Because many entries in the RCSB do not have “legacy” PDB files and instead only have the (now standard) mmCIF/PDBx format files, pidibble can also generate parsed objects from these files. This is activated by specifying a value mmCIF for the input_format keyword argument to the PDBParser generator:
>>> from pidibble.pdbparse import PDBParser
>>> p=PDBParser(PDBcode='4tvp',input_format='mmCIF').parse()

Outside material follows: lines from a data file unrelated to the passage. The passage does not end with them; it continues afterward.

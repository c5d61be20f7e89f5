use crate::lump_data::{LumpData, LumpType, MAX_LIGHTMAPS};
use crate::map_header::FormatVersion;
use crate::read_util::{PrimitiveRead, VectorRead};
use nalgebra::Vector3;
use std::io::{Error as IOError, ErrorKind, Read, Result as IOResult};

/// Sentinel for an unused lightmap channel.
pub const LIGHTMAP_NONE: i32 = -1;

#[derive(Clone, Copy, Debug, PartialEq, Eq)]
pub enum FaceType {
    Polygon = 1,
    Patch = 2,
    Mesh = 3,
    Billboard = 4,
}

impl FaceType {
    pub fn from_i32(value: i32) -> Option<FaceType> {
        match value {
            1 => Some(FaceType::Polygon),
            2 => Some(FaceType::Patch),
            3 => Some(FaceType::Mesh),
            4 => Some(FaceType::Billboard),
            _ => None,
        }
    }
}

/// A drawable surface in the unified shape. `start_vertex_index` /
/// `num_vertices` are a half-open range into the map's vertex array;
/// `start_index` / `num_indices` into the mesh-vert array, whose values
/// are in turn relative to `start_vertex_index`.
///
/// For patch faces the vertex range holds the control grid
/// (`patch_size[0] × patch_size[1]` points) rather than drawable geometry
/// until the face is tessellated.
///
/// The three `lightmap_vecs` carry the lightmap s/t basis in the first two
/// slots; the wire layout is preserved without asserting more about their
/// geometry than that.
#[derive(Clone, Debug, PartialEq)]
pub struct Face {
    pub texture_id: i32,
    pub fog_id: i32,
    pub face_type: FaceType,
    pub start_vertex_index: u32,
    pub num_vertices: u32,
    pub start_index: u32,
    pub num_indices: u32,
    pub lightmap_styles: [u8; MAX_LIGHTMAPS],
    pub vertex_styles: [u8; MAX_LIGHTMAPS],
    pub lightmap_ids: [i32; MAX_LIGHTMAPS],
    pub lightmap_x: [i32; MAX_LIGHTMAPS],
    pub lightmap_y: [i32; MAX_LIGHTMAPS],
    pub lightmap_width: i32,
    pub lightmap_height: i32,
    pub lightmap_origin: Vector3<f32>,
    pub lightmap_vecs: [Vector3<f32>; 3],
    pub patch_size: [u32; 2],
}

impl LumpData for Face {
    fn lump_type() -> LumpType {
        LumpType::Faces
    }

    fn element_size(format: FormatVersion) -> usize {
        match format {
            FormatVersion::IBsp => 104,
            FormatVersion::RBsp => 148,
        }
    }

    fn read(reader: &mut dyn Read, format: FormatVersion) -> IOResult<Self> {
        match format {
            FormatVersion::IBsp => read_legacy(reader),
            FormatVersion::RBsp => read_unified(reader),
        }
    }
}

fn read_face_type(reader: &mut dyn Read) -> IOResult<FaceType> {
    FaceType::from_i32(reader.read_i32()?)
        .ok_or_else(|| IOError::new(ErrorKind::InvalidData, "invalid face type"))
}

fn read_styles(reader: &mut dyn Read) -> IOResult<[u8; MAX_LIGHTMAPS]> {
    let mut styles = [0u8; MAX_LIGHTMAPS];
    reader.read_exact(&mut styles)?;
    Ok(styles)
}

fn read_legacy(reader: &mut dyn Read) -> IOResult<Face> {
    let texture_id = reader.read_i32()?;
    let fog_id = reader.read_i32()?;
    let face_type = read_face_type(reader)?;
    let start_vertex_index = reader.read_u32()?;
    let num_vertices = reader.read_u32()?;
    let start_index = reader.read_u32()?;
    let num_indices = reader.read_u32()?;

    // The single legacy lightmap channel becomes channel 0; the other
    // channels get the "no lightmap" sentinel.
    let mut lightmap_ids = [LIGHTMAP_NONE; MAX_LIGHTMAPS];
    lightmap_ids[0] = reader.read_i32()?;
    let mut lightmap_x = [0i32; MAX_LIGHTMAPS];
    lightmap_x[0] = reader.read_i32()?;
    let mut lightmap_y = [0i32; MAX_LIGHTMAPS];
    lightmap_y[0] = reader.read_i32()?;
    let lightmap_width = reader.read_i32()?;
    let lightmap_height = reader.read_i32()?;
    let lightmap_origin = reader.read_vec3()?;
    // Legacy files store the two basis vectors and the face normal as
    // three consecutive vectors, same as the unified layout.
    let lightmap_vecs = [reader.read_vec3()?, reader.read_vec3()?, reader.read_vec3()?];
    let patch_size = [reader.read_u32()?, reader.read_u32()?];

    Ok(Face {
        texture_id,
        fog_id,
        face_type,
        start_vertex_index,
        num_vertices,
        start_index,
        num_indices,
        lightmap_styles: [0; MAX_LIGHTMAPS],
        vertex_styles: [0; MAX_LIGHTMAPS],
        lightmap_ids,
        lightmap_x,
        lightmap_y,
        lightmap_width,
        lightmap_height,
        lightmap_origin,
        lightmap_vecs,
        patch_size,
    })
}

fn read_unified(reader: &mut dyn Read) -> IOResult<Face> {
    let texture_id = reader.read_i32()?;
    let fog_id = reader.read_i32()?;
    let face_type = read_face_type(reader)?;
    let start_vertex_index = reader.read_u32()?;
    let num_vertices = reader.read_u32()?;
    let start_index = reader.read_u32()?;
    let num_indices = reader.read_u32()?;
    let lightmap_styles = read_styles(reader)?;
    let vertex_styles = read_styles(reader)?;
    let mut lightmap_ids = [0i32; MAX_LIGHTMAPS];
    for id in lightmap_ids.iter_mut() {
        *id = reader.read_i32()?;
    }
    let mut lightmap_x = [0i32; MAX_LIGHTMAPS];
    for x in lightmap_x.iter_mut() {
        *x = reader.read_i32()?;
    }
    let mut lightmap_y = [0i32; MAX_LIGHTMAPS];
    for y in lightmap_y.iter_mut() {
        *y = reader.read_i32()?;
    }
    let lightmap_width = reader.read_i32()?;
    let lightmap_height = reader.read_i32()?;
    let lightmap_origin = reader.read_vec3()?;
    let lightmap_vecs = [reader.read_vec3()?, reader.read_vec3()?, reader.read_vec3()?];
    let patch_size = [reader.read_u32()?, reader.read_u32()?];

    Ok(Face {
        texture_id,
        fog_id,
        face_type,
        start_vertex_index,
        num_vertices,
        start_index,
        num_indices,
        lightmap_styles,
        vertex_styles,
        lightmap_ids,
        lightmap_x,
        lightmap_y,
        lightmap_width,
        lightmap_height,
        lightmap_origin,
        lightmap_vecs,
        patch_size,
    })
}

#[cfg(test)]
mod tests {
    use super::*;
    use std::io::Cursor;

    fn legacy_face_bytes(face_type: i32) -> Vec<u8> {
        let mut data = Vec::new();
        for v in &[5i32, -1, face_type] {
            data.extend_from_slice(&v.to_le_bytes());
        }
        for v in &[100u32, 9, 200, 24] {
            data.extend_from_slice(&v.to_le_bytes());
        }
        data.extend_from_slice(&2i32.to_le_bytes()); // lightmap id
        for v in &[16i32, 32, 128, 64] {
            data.extend_from_slice(&v.to_le_bytes());
        }
        for _ in 0..12 {
            data.extend_from_slice(&0f32.to_le_bytes()); // origin + vecs
        }
        for v in &[3u32, 3] {
            data.extend_from_slice(&v.to_le_bytes());
        }
        data
    }

    #[test]
    fn legacy_lightmap_id_lands_in_channel_zero() {
        let data = legacy_face_bytes(2);
        assert_eq!(data.len(), Face::element_size(FormatVersion::IBsp));
        let face = Face::read(&mut Cursor::new(data), FormatVersion::IBsp).unwrap();
        assert_eq!(face.face_type, FaceType::Patch);
        assert_eq!(face.texture_id, 5);
        assert_eq!(face.fog_id, -1);
        assert_eq!(face.start_vertex_index, 100);
        assert_eq!(face.num_vertices, 9);
        assert_eq!(face.lightmap_ids, [2, LIGHTMAP_NONE, LIGHTMAP_NONE, LIGHTMAP_NONE]);
        assert_eq!(face.lightmap_x, [16, 0, 0, 0]);
        assert_eq!(face.lightmap_y, [32, 0, 0, 0]);
        assert_eq!(face.lightmap_styles, [0; MAX_LIGHTMAPS]);
        assert_eq!(face.patch_size, [3, 3]);
    }

    #[test]
    fn unknown_face_type_is_rejected() {
        let data = legacy_face_bytes(7);
        assert!(Face::read(&mut Cursor::new(data), FormatVersion::IBsp).is_err());
    }
}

>>> b=p.parsed['REMARK.350.BIOMOLECULE1.TRANSFORM2']
>>> print(b.pstr())
REMARK.350.BIOMOLECULE1.TRANSFORM2
BIOMOLECULE: 1
tmp_label: BIOMOLECULE1.TRANSFORM2
header: A, B, C, D, E, F, G, H, I, J, K, L, M, N, O, P, Q, R, S, T
divnumber: 2
TRANSFORM: 2
row1: m1: -0.5; m2: -0.8660254038; m3: 0.0; t: -515.56
row2: m1: 0.8660254038; m2: -0.5; m3: 0.0; t: 0.0
row3: m1: 0.0; m2: 0.0; m3: 1.0; t: 0.0
row: [m1: -0.5; m2: -0.8660254038; m3: 0.0; t: -515.56], [m1: 0.8660254038; m2: -0.5; m3: 0.0; t: 0.0], [m1: 0.0; m2: 0.0; m3: 1.0; t: 0.0]
coordinate: 1, 2, 3
We can compare this to the REMARK.350.BIOMOLECULE1.TRANSFORM2 record from the analogous PDB file:
>>> p=PDBParser(PDBcode='4tvp',input_format='PDB').parse()
>>> b=p.parsed['REMARK.350.BIOMOLECULE1.TRANSFORM2']
>>> print(b.pstr())
REMARK.350.BIOMOLECULE1.TRANSFORM2
label: BIOMT, BIOMT, BIOMT
coordinate: 1, 2, 3
divnumber: 2, 2, 2
row: [m1: -0.5; m2: -0.866025; m3: 0.0; t: -515.56], [m1: 0.866025; m2: -0.5; m3: 0.0; t: 0.0], [m1: 0.0; m2: 0.0; m3: 1.0; t: 0.0]
header: G, B, L, H, D, E, A, C, F, I, J, K, M, N, O, P, Q, R, S, T
Note that the important attributes of row and header are the same (in header’s case, the lists are in different orders but they have the same elements). Note the greater precision in the floating-point values for the record read in from the mmCIF file.
Currently, only ATOM, HETATM, SEQADV, REMARK 350, and REMARK 465 records are translated from a mmCIF-format file:
>>> ', '.join(list(p.parsed.keys()))
'ATOM, HETATM, LINK, SSBOND, SEQADV, REMARK.350.BIOMOLECULE1.TRANSFORM1, REMARK.350.BIOMOLECULE1.TRANSFORM2, REMARK.350.BIOMOLECULE1.TRANSFORM3, REMARK.465'
These records are the bare minimum needed to generate (say) input coordinate and topology files for an MD simulation. Future versions of pidibble will provide complete PDB-like parsings of mmCIF files. This is probably not useful.
Importantly: pidibble parses mmCIF input to generate a structure that is the equivalent of the PDB format; that is, it uses auth fields instead of label fields.